Maybe you saw the article in this morning's New York Times about the move by a group of college presidents to push for a lowering of the drinking age to 18. Their point is a good one. They argue that having the drinking age at 21 has not worked, that it "has fostered a culture of clandestine binge drinking and that students’
use of fake identification has eroded their respect for the law." Anyone who has spent any time at all on a college campus knows how serious this problem is.
Megan McArdle, siding with the college presidents, repeats the common observation about the idiocy of perpetuating a situation in which someone can be sent off to war in Iraq but not allowed to buy a beer. But she then addresses the question of how to handle drunk drivers, pointing to some very sensible ideas on that.
Today's Boston Globereports that the Massachusetts state legislature is working on a bill to outlaw salvia, an herb that "produces short, intense hallucinogenic trips when smoked."
Salvia is legal now in Massachusetts, as it is in most states. It should stay that way. For reasons why, see James Tierney's article in the Boston Phoenix.
Remember that great movie from 2003 with John Cusack, Runaway Jury? Gene Hackman plays a jury consultant, a sleaze-for-hire who helps advise the defense on selection of a jury that will maximize the possibility of an acquittal. Think it's fiction? Think again.
Diane Dimond has a great article at The Huffington Post about how these jury consultants operate and what they deliver. And what is that? A perverted system. Read her article to see how.
Scott Horton has written an excellent article for Harper's on yesterday's Supreme Court decision in the Boumediene case. An excerpt:
For the past seven years, Americans have witnessed an
effort to engineer a “state of exception” to the American constitution.
Its key element has been a new definition of war—the “war on
terror”—which has neither territorial nor temporal boundaries. This
war, as the Bush Administration crafted and advanced it, never served
the security interests of the United States. Military analysts and
advisors were firm from the outset in opposing it.
David Iglesias has an interesting article over at Slate in which he takes the Bush Administration to task for its egregious claims of executive privilege. Starting with a look at the Nixon privilege claims in the Watergate tapes case (and the Supreme Court's decision on that in Nixon v. U.S.), Iglesias goes on to examine Bush's claims of privilege in an effort to keep his advisers from having to appear before Congress to testify on the matter of the Administration's firing of U.S. Attorneys.
Bankable excerpt:
The Bush administration stretched that privilege like cheap spandex
in an attempt to have it cover "free and open discussions and
deliberations [that] occur among his advisors and between those
advisors and others within and outside the Executive Branch."
To those of you who suspect that too much radical-flavored KoolAid has been served over the years here at Ranch Tierney, this post will give you more evidence for that view.

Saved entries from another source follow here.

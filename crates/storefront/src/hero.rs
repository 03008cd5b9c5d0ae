use aurum::modal::ModalStack;
use leptos::{html, prelude::*};

use crate::Stores;

/// What the background video should be doing.
#[derive(Debug, Clone, Copy, PartialEq, Eq)]
pub enum Playback {
    /// Video plays behind the hero copy.
    Playing,

    /// Paused while an overlay covers the page.
    Paused,
}

/// Playback state for the current overlays.
pub fn hero_playback(modals: &ModalStack) -> Playback {
    if modals.is_open() {
        Playback::Paused
    } else {
        Playback::Playing
    }
}

#[cfg(target_arch = "wasm32")]
fn apply_playback(video: &web_sys::HtmlVideoElement, playback: Playback) {
    use tracing::debug;

    match playback {
        Playback::Paused => {
            if let Err(error) = video.pause() {
                debug!(?error, "hero video pause failed");
            }
        }
        Playback::Playing => {
            if let Err(error) = video.play() {
                debug!(?error, "hero video play rejected");
            }
        }
    }
}

#[cfg(not(target_arch = "wasm32"))]
fn apply_playback(_video: &web_sys::HtmlVideoElement, _playback: Playback) {}

/// Full-bleed hero with background video.
#[component]
pub fn Hero(
    /// Shared stores.
    stores: Stores,
) -> impl IntoView {
    let video_ref = NodeRef::<html::Video>::new();

    Effect::new(move |_| {
        let playback = stores.modals.with(hero_playback);

        if let Some(video) = video_ref.get() {
            apply_playback(&video, playback);
        }
    });

    view! {
        <section id="top" class="hero">
            <video
                node_ref=video_ref
                class="hero-video"
                src="/media/hero-pour.mp4"
                poster="/media/hero-poster.webp"
                autoplay=true
                muted=true
                playsinline=true
                aria-hidden="true"
            ></video>
            <div class="hero-copy">
                <p class="hero-eyebrow">"Investment-grade bullion"</p>
                <h1 class="hero-title">"Gold, struck to last generations."</h1>
                <p class="hero-lede">
                    "Certified bars and coins from accredited refiners, dispatched insured and presented in a complimentary case."
                </p>
                <a class="button button-primary" href="#collection">"View the collection"</a>
            </div>
        </section>
    }
}

#[cfg(test)]
mod tests {
    use aurum::modal::ModalKind;

    use super::*;

    #[test]
    fn plays_without_overlays() {
        assert_eq!(hero_playback(&ModalStack::default()), Playback::Playing);
    }

    #[test]
    fn pauses_under_any_overlay() {
        let mut modals = ModalStack::default();
        modals.open(ModalKind::Inquiry);

        assert_eq!(hero_playback(&modals), Playback::Paused);

        modals.close(ModalKind::Inquiry);

        assert_eq!(hero_playback(&modals), Playback::Playing);
    }
}
//! Storefront configuration.

use std::{collections::BTreeMap, str::FromStr};

use aurum::{
    currency::{CurrencyError, DisplayCurrency, ExchangeRates},
    fixtures::{FixtureError, parse_percentage},
};
use decimal_percentage::Percentage;
use rust_decimal::Decimal;
use serde::Deserialize;
use thiserror::Error;

const STOREFRONT_CONFIG_YAML: &str = include_str!("../config/storefront.yml");

/// Errors raised while loading the storefront configuration.
#[derive(Debug, Error)]
pub enum ConfigError {
    /// The document could not be parsed.
    #[error("Failed to parse storefront config: {0}")]
    Yaml(#[from] serde_norway::Error),

    /// A currency code or rate is invalid.
    #[error(transparent)]
    Currency(#[from] CurrencyError),

    /// A decimal value could not be parsed.
    #[error("Invalid number for {field}: {value}")]
    InvalidNumber {
        /// Setting name
        field: &'static str,
        /// Offending value
        value: String,
    },

    /// The volatility is not a percentage.
    #[error("Invalid feed volatility: {0}")]
    Volatility(#[from] FixtureError),

    /// A setting is outside its allowed range.
    #[error("{0} must be greater than zero")]
    NotPositive(&'static str),
}

#[derive(Debug, Deserialize)]
#[serde(deny_unknown_fields)]
struct StorefrontConfigFile {
    default_currency: String,

    #[serde(default)]
    rates: BTreeMap<String, String>,

    feed: FeedConfigFile,

    #[serde(default = "default_log_level")]
    log_level: String,

    inquiry_delay_ms: u32,

    checkout_delay_ms: u32,
}

#[derive(Debug, Deserialize)]
#[serde(deny_unknown_fields)]
struct FeedConfigFile {
    #[serde(default)]
    url: Option<String>,

    price_field: String,

    simulate_every_ms: u32,

    live_every_ms: u32,

    volatility: String,

    history_len: usize,

    initial_price: String,
}

fn default_log_level() -> String {
    "info".to_string()
}

/// Spot-price feed settings.
#[derive(Debug, Clone)]
pub struct FeedConfig {
    /// Live ticker endpoint; the simulator runs alone when absent
    pub url: Option<String>,

    /// Dotted path to the price in the ticker response
    pub price_field: String,

    /// Simulator tick interval
    pub simulate_every_ms: i32,

    /// Live poll interval
    pub live_every_ms: i32,

    /// Maximum relative simulator move per tick
    pub volatility: Percentage,

    /// Samples kept for the sparkline
    pub history_len: usize,

    /// Price shown before the first tick
    pub initial_price: Decimal,
}

/// Storefront settings.
#[derive(Debug, Clone)]
pub struct StorefrontConfig {
    /// Currency selected on first load
    pub default_currency: DisplayCurrency,

    /// Display currency rates
    pub rates: ExchangeRates,

    /// Spot-price feed
    pub feed: FeedConfig,

    /// Default tracing filter directive
    pub log_level: String,

    /// Artificial delay before an inquiry is acknowledged
    pub inquiry_delay_ms: i32,

    /// Artificial delay before an order is confirmed
    pub checkout_delay_ms: i32,
}

impl StorefrontConfig {
    /// Load the configuration shipped with the storefront.
    ///
    /// # Errors
    ///
    /// Returns a [`ConfigError`] if the embedded document is invalid.
    pub fn bundled() -> Result<Self, ConfigError> {
        Self::from_yaml(STOREFRONT_CONFIG_YAML)
    }

    /// Parse and validate a configuration document.
    ///
    /// # Errors
    ///
    /// Returns a [`ConfigError`] when parsing fails or any value is out of
    /// range.
    pub fn from_yaml(yaml: &str) -> Result<Self, ConfigError> {
        let file: StorefrontConfigFile = serde_norway::from_str(yaml)?;

        Self::try_from(file)
    }
}

impl TryFrom<StorefrontConfigFile> for StorefrontConfig {
    type Error = ConfigError;

    fn try_from(file: StorefrontConfigFile) -> Result<Self, Self::Error> {
        let default_currency = DisplayCurrency::from_str(&file.default_currency)?;

        let mut rates = ExchangeRates::default();

        for (code, rate) in &file.rates {
            let currency = DisplayCurrency::from_str(code)?;
            let rate = parse_decimal("rates", rate)?;

            rates = rates.with_rate(currency, rate)?;
        }

        Ok(Self {
            default_currency,
            rates,
            feed: FeedConfig::try_from(file.feed)?,
            log_level: file.log_level,
            inquiry_delay_ms: millis(file.inquiry_delay_ms),
            checkout_delay_ms: millis(file.checkout_delay_ms),
        })
    }
}

impl TryFrom<FeedConfigFile> for FeedConfig {
    type Error = ConfigError;

    fn try_from(file: FeedConfigFile) -> Result<Self, Self::Error> {
        if file.simulate_every_ms == 0 {
            return Err(ConfigError::NotPositive("feed.simulate_every_ms"));
        }

        if file.live_every_ms == 0 {
            return Err(ConfigError::NotPositive("feed.live_every_ms"));
        }

        if file.history_len == 0 {
            return Err(ConfigError::NotPositive("feed.history_len"));
        }

        let initial_price = parse_decimal("feed.initial_price", &file.initial_price)?;

        if initial_price <= Decimal::ZERO {
            return Err(ConfigError::NotPositive("feed.initial_price"));
        }

        Ok(Self {
            url: file.url.filter(|url| !url.trim().is_empty()),
            price_field: file.price_field,
            simulate_every_ms: millis(file.simulate_every_ms),
            live_every_ms: millis(file.live_every_ms),
            volatility: parse_percentage(&file.volatility)?,
            history_len: file.history_len,
            initial_price,
        })
    }
}

fn parse_decimal(field: &'static str, value: &str) -> Result<Decimal, ConfigError> {
    Decimal::from_str(value.trim()).map_err(|_err| ConfigError::InvalidNumber {
        field,
        value: value.to_string(),
    })
}

/// Browser timers take an `i32`; larger values are clamped.
fn millis(value: u32) -> i32 {
    i32::try_from(value).unwrap_or(i32::MAX)
}

#[cfg(test)]
mod tests {
    use rust_decimal_macros::dec;
    use testresult::TestResult;

    use super::*;

    const MINIMAL: &str = r#"
default_currency: GBP
feed:
  price_field: last
  simulate_every_ms: 1000
  live_every_ms: 5000
  volatility: "0.2%"
  history_len: 10
  initial_price: "2300"
inquiry_delay_ms: 10
checkout_delay_ms: 20
"#;

    #[test]
    fn bundled_config_loads() -> TestResult {
        let config = StorefrontConfig::bundled()?;

        assert_eq!(config.default_currency, DisplayCurrency::Usd);
        assert_eq!(config.rates.rate(DisplayCurrency::Aed), dec!(3.6725));
        assert!(config.feed.url.is_some());
        assert_eq!(config.feed.volatility, Percentage::from(dec!(0.0015)));

        Ok(())
    }

    #[test]
    fn minimal_config_uses_defaults() -> TestResult {
        let config = StorefrontConfig::from_yaml(MINIMAL)?;

        assert_eq!(config.default_currency, DisplayCurrency::Gbp);
        assert_eq!(config.rates, ExchangeRates::default());
        assert_eq!(config.log_level, "info");
        assert!(config.feed.url.is_none());
        assert_eq!(config.feed.initial_price, dec!(2300));

        Ok(())
    }

    #[test]
    fn rate_overrides_apply() -> TestResult {
        let yaml = format!("{MINIMAL}rates:\n  EUR: \"0.95\"\n");

        let config = StorefrontConfig::from_yaml(&yaml)?;

        assert_eq!(config.rates.rate(DisplayCurrency::Eur), dec!(0.95));
        assert_eq!(config.rates.rate(DisplayCurrency::Gbp), dec!(0.79));

        Ok(())
    }

    #[test]
    fn unknown_currency_is_rejected() {
        let yaml = MINIMAL.replace("default_currency: GBP", "default_currency: CHF");

        let result = StorefrontConfig::from_yaml(&yaml);

        assert!(matches!(
            result,
            Err(ConfigError::Currency(CurrencyError::Unsupported(_)))
        ));
    }

    #[test]
    fn zero_rate_is_rejected() {
        let yaml = format!("{MINIMAL}rates:\n  JPY: \"0\"\n");

        let result = StorefrontConfig::from_yaml(&yaml);

        assert!(matches!(
            result,
            Err(ConfigError::Currency(CurrencyError::InvalidRate { .. }))
        ));
    }

    #[test]
    fn bad_volatility_is_rejected() {
        let yaml = MINIMAL.replace("\"0.2%\"", "\"lots\"");

        let result = StorefrontConfig::from_yaml(&yaml);

        assert!(matches!(result, Err(ConfigError::Volatility(_))));
    }

    #[test]
    fn zero_intervals_are_rejected() {
        let yaml = MINIMAL.replace("simulate_every_ms: 1000", "simulate_every_ms: 0");

        let result = StorefrontConfig::from_yaml(&yaml);

        assert!(matches!(
            result,
            Err(ConfigError::NotPositive("feed.simulate_every_ms"))
        ));
    }

    #[test]
    fn blank_url_disables_live_feed() -> TestResult {
        let yaml = MINIMAL.replace("  price_field: last", "  url: \"  \"\n  price_field: last");

        let config = StorefrontConfig::from_yaml(&yaml)?;

        assert!(config.feed.url.is_none());

        Ok(())
    }

    #[test]
    fn unknown_keys_are_rejected() {
        let yaml = format!("{MINIMAL}theme: dark\n");

        assert!(matches!(
            StorefrontConfig::from_yaml(&yaml),
            Err(ConfigError::Yaml(_))
        ));
    }
}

Our son James is heading to law school next year. This year he's been working in Cambridge for a prominent civil-liberties attorney, Harvey Silverglate. He's also been doing a lot of writing. His most recent article appeared today on the website of the Boston Phoenix. It's titled "The Bong Show." He addresses the effort by some Massachusetts legislators to criminalize salvia -- "a 'god-creating' substance that causes vivid spiritual feelings, altered perception, and hallucinations." (Holy cow!) He takes a look at our experience with criminalization of substances and suggests this may not be the best way to go. Great article.
A week ago Sunday, a post here mentioned John Grisham's new novel, The Appeal, which I just finished reading. The general topic of the novel is the misguided practice, in place in thirty-eight American states, of electing appellate-level judges. Grisham's book is dark and cynical, describing a toxic, debased political system. But there's nothing unreal about it. A recent column in the Wall Street Journal by John Fund, a WSJ columnist, extols the outcome of an election in Wisconsin last week, in which voters threw out a liberal Supreme Court justice in favor of a conservative county judge whose campaign was backed by wealthy business interests. Fund ends his rhapsody on this sanguine note: "This fall, voters in other states ranging from Louisiana to Michigan will face pivotal elections over what direction their own state supreme courts will go. Inevitably, a chorus will complain about the amount of money spent on those races by outside groups. No doubt the campaigns will be messy. But that's a small price to pay to ensure that voters remain a check on the judiciary." Anyone with even a remote understanding of the legalized corruption countenanced by current campaign-finance laws will not share Fund's upbeat assessment. And for those without such an understanding, Grisham's novel offers a sobering primer on the subject.